//! Externally visible URLs for this server and safe path joining

use std::net::IpAddr;

use axum::http::{HeaderMap, Uri, header};
use thiserror::Error;
use url::Url;

use crate::error::ApiError;

/// Header set by a trusted TLS-terminating reverse proxy
pub const FORWARDED_PROTO_HEADER: &str = "x-forwarded-proto";

#[derive(Debug, Clone, PartialEq, Eq, Error)]
pub enum UrlBuildError {
    #[error("invalid base url '{0}'")]
    InvalidBase(String),

    #[error("base url '{0}' cannot carry path segments")]
    CannotBeABase(String),

    #[error("empty path segment while joining onto '{0}'")]
    EmptySegment(String),

    #[error("dot path segment while joining onto '{0}'")]
    DotSegment(String),
}

impl From<UrlBuildError> for ApiError {
    fn from(err: UrlBuildError) -> Self {
        ApiError::Server(err.to_string())
    }
}

/// Derive `scheme://host[:port]` for the inbound request.
///
/// The scheme is `https` when this process terminates TLS or a proxy sent
/// `X-Forwarded-Proto: https`, otherwise `http`. The host comes from the
/// `Host` header, falling back to the request URI authority.
///
/// # Errors
///
/// Returns [`ApiError::InvalidRequest`] when no usable host is present or the
/// host would alter the URL structure (userinfo, path, query).
pub fn base_url(headers: &HeaderMap, uri: &Uri, tls_enabled: bool) -> Result<String, ApiError> {
    let scheme = if tls_enabled || forwarded_https(headers) {
        "https"
    } else {
        "http"
    };

    let host = headers
        .get(header::HOST)
        .and_then(|value| value.to_str().ok())
        .map(str::trim)
        .filter(|value| !value.is_empty())
        .or_else(|| uri.authority().map(|authority| authority.as_str()))
        .ok_or_else(|| ApiError::InvalidRequest("missing Host header".to_string()))?;

    let parsed = Url::parse(&format!("{}://{}", scheme, host))
        .map_err(|_| ApiError::InvalidRequest("invalid Host header".to_string()))?;

    let well_formed = parsed.host_str().is_some()
        && parsed.username().is_empty()
        && parsed.password().is_none()
        && parsed.path() == "/"
        && parsed.query().is_none()
        && parsed.fragment().is_none();
    if !well_formed {
        return Err(ApiError::InvalidRequest("invalid Host header".to_string()));
    }

    Ok(parsed.origin().ascii_serialization())
}

fn forwarded_https(headers: &HeaderMap) -> bool {
    headers
        .get(FORWARDED_PROTO_HEADER)
        .and_then(|value| value.to_str().ok())
        .and_then(|value| value.split(',').next())
        .is_some_and(|proto| proto.trim().eq_ignore_ascii_case("https"))
}

/// Append path segments to `base`.
///
/// Each segment becomes exactly one path segment; characters such as `/`, `?`
/// and `%` inside a segment are percent-encoded. A trailing slash on the base
/// does not produce a double slash.
///
/// # Errors
///
/// Fails on an unparsable base, empty segments and `.`/`..` segments instead
/// of producing a URL that differs from the one requested.
pub fn join_path(base: &str, segments: &[&str]) -> Result<String, UrlBuildError> {
    let mut url = Url::parse(base).map_err(|_| UrlBuildError::InvalidBase(base.to_string()))?;

    for segment in segments {
        if segment.is_empty() {
            return Err(UrlBuildError::EmptySegment(base.to_string()));
        }
        if *segment == "." || *segment == ".." {
            return Err(UrlBuildError::DotSegment(base.to_string()));
        }
    }

    {
        let mut path = url
            .path_segments_mut()
            .map_err(|_| UrlBuildError::CannotBeABase(base.to_string()))?;
        path.pop_if_empty();
        path.extend(segments);
    }

    Ok(url.into())
}

/// Add a single query parameter to an already built URL
pub fn with_query_param(url: &str, key: &str, value: &str) -> Result<String, UrlBuildError> {
    let mut parsed = Url::parse(url).map_err(|_| UrlBuildError::InvalidBase(url.to_string()))?;
    parsed.query_pairs_mut().append_pair(key, value);
    Ok(parsed.into())
}

/// Whether `host` names the local machine
pub fn is_loopback_host(host: &str) -> bool {
    let host = host.trim_start_matches('[').trim_end_matches(']');
    if host.eq_ignore_ascii_case("localhost") {
        return true;
    }
    host.parse::<IpAddr>().is_ok_and(|ip| ip.is_loopback())
}

/// Whether a deployment reached through `base_url` is served over real HTTPS.
///
/// Plain HTTP and loopback hosts count as development deployments. Anything
/// unparsable is treated as secure.
pub fn is_secure_deployment(base_url: &str) -> bool {
    match Url::parse(base_url) {
        Ok(url) => {
            url.scheme() == "https" && !url.host_str().is_some_and(is_loopback_host)
        }
        Err(_) => true,
    }
}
===
### The problem
Among the lines above, which contain the word "Result"? Copy every one.

### Response below
pub fn base_url(headers: &HeaderMap, uri: &Uri, tls_enabled: bool) -> Result<String, ApiError> {
pub fn join_path(base: &str, segments: &[&str]) -> Result<String, UrlBuildError> {
pub fn with_query_param(url: &str, key: &str, value: &str) -> Result<String, UrlBuildError> {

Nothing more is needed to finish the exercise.